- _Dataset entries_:
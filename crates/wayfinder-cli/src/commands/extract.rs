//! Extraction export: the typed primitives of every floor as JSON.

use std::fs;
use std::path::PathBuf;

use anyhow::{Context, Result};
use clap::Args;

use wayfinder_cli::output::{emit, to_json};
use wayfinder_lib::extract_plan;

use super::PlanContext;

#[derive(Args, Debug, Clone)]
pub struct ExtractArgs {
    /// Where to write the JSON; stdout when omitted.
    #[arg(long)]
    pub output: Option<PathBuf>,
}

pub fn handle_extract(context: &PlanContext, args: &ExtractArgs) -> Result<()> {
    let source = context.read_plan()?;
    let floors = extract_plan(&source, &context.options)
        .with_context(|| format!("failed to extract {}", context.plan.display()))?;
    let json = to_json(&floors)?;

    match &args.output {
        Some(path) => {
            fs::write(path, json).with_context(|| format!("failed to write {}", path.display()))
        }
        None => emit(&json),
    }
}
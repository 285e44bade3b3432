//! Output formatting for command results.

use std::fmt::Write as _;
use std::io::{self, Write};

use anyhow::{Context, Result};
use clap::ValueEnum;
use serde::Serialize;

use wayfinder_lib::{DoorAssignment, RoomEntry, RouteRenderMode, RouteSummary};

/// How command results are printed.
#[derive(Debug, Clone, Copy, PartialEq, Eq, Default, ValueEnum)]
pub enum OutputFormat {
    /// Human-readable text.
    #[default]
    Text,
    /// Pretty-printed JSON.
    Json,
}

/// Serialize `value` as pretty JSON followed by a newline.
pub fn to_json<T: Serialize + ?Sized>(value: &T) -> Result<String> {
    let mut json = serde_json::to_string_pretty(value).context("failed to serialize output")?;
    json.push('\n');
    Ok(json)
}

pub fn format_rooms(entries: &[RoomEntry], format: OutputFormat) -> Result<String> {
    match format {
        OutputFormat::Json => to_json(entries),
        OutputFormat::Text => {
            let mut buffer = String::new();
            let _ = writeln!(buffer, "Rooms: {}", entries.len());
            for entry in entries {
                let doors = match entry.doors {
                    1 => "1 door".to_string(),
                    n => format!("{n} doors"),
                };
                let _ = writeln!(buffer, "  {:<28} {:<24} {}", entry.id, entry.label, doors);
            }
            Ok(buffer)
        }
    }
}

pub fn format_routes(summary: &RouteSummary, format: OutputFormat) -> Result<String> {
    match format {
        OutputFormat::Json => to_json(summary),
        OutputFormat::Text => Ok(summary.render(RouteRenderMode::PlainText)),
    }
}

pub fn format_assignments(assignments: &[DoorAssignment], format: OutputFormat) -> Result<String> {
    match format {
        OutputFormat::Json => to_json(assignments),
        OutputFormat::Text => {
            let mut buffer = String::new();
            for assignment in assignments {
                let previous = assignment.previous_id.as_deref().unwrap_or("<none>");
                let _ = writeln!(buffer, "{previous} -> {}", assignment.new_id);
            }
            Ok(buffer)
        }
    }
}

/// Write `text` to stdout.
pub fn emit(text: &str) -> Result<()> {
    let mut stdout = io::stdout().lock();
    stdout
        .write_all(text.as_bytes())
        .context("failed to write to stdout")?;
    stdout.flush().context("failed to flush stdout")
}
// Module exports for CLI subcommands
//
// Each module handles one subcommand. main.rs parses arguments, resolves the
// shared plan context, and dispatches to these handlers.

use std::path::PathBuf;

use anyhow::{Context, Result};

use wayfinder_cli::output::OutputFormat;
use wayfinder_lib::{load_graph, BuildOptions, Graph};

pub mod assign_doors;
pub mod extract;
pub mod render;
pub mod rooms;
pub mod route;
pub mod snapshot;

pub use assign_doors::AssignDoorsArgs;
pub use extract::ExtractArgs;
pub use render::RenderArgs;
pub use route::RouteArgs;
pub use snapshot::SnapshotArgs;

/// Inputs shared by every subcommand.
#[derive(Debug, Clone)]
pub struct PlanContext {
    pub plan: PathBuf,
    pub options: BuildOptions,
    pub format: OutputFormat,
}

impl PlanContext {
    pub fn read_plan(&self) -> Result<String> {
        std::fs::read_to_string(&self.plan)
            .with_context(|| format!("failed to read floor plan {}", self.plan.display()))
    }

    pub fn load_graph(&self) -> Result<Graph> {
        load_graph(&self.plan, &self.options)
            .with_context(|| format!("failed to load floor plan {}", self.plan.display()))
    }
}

- _Exercise brief_:
Please copy the lines above from the line with "to these handlers." up to and including the line with "by every subcommand.", exactly as written and with nothing else.

- _Exercise output_:
// shared plan context, and dispatches to these handlers.

use std::path::PathBuf;

use anyhow::{Context, Result};

use wayfinder_cli::output::OutputFormat;
use wayfinder_lib::{load_graph, BuildOptions, Graph};

pub mod assign_doors;
pub mod extract;
pub mod render;
pub mod rooms;
pub mod route;
pub mod snapshot;

pub use assign_doors::AssignDoorsArgs;
pub use extract::ExtractArgs;
pub use render::RenderArgs;
pub use route::RouteArgs;
pub use snapshot::SnapshotArgs;

/// Inputs shared by every subcommand.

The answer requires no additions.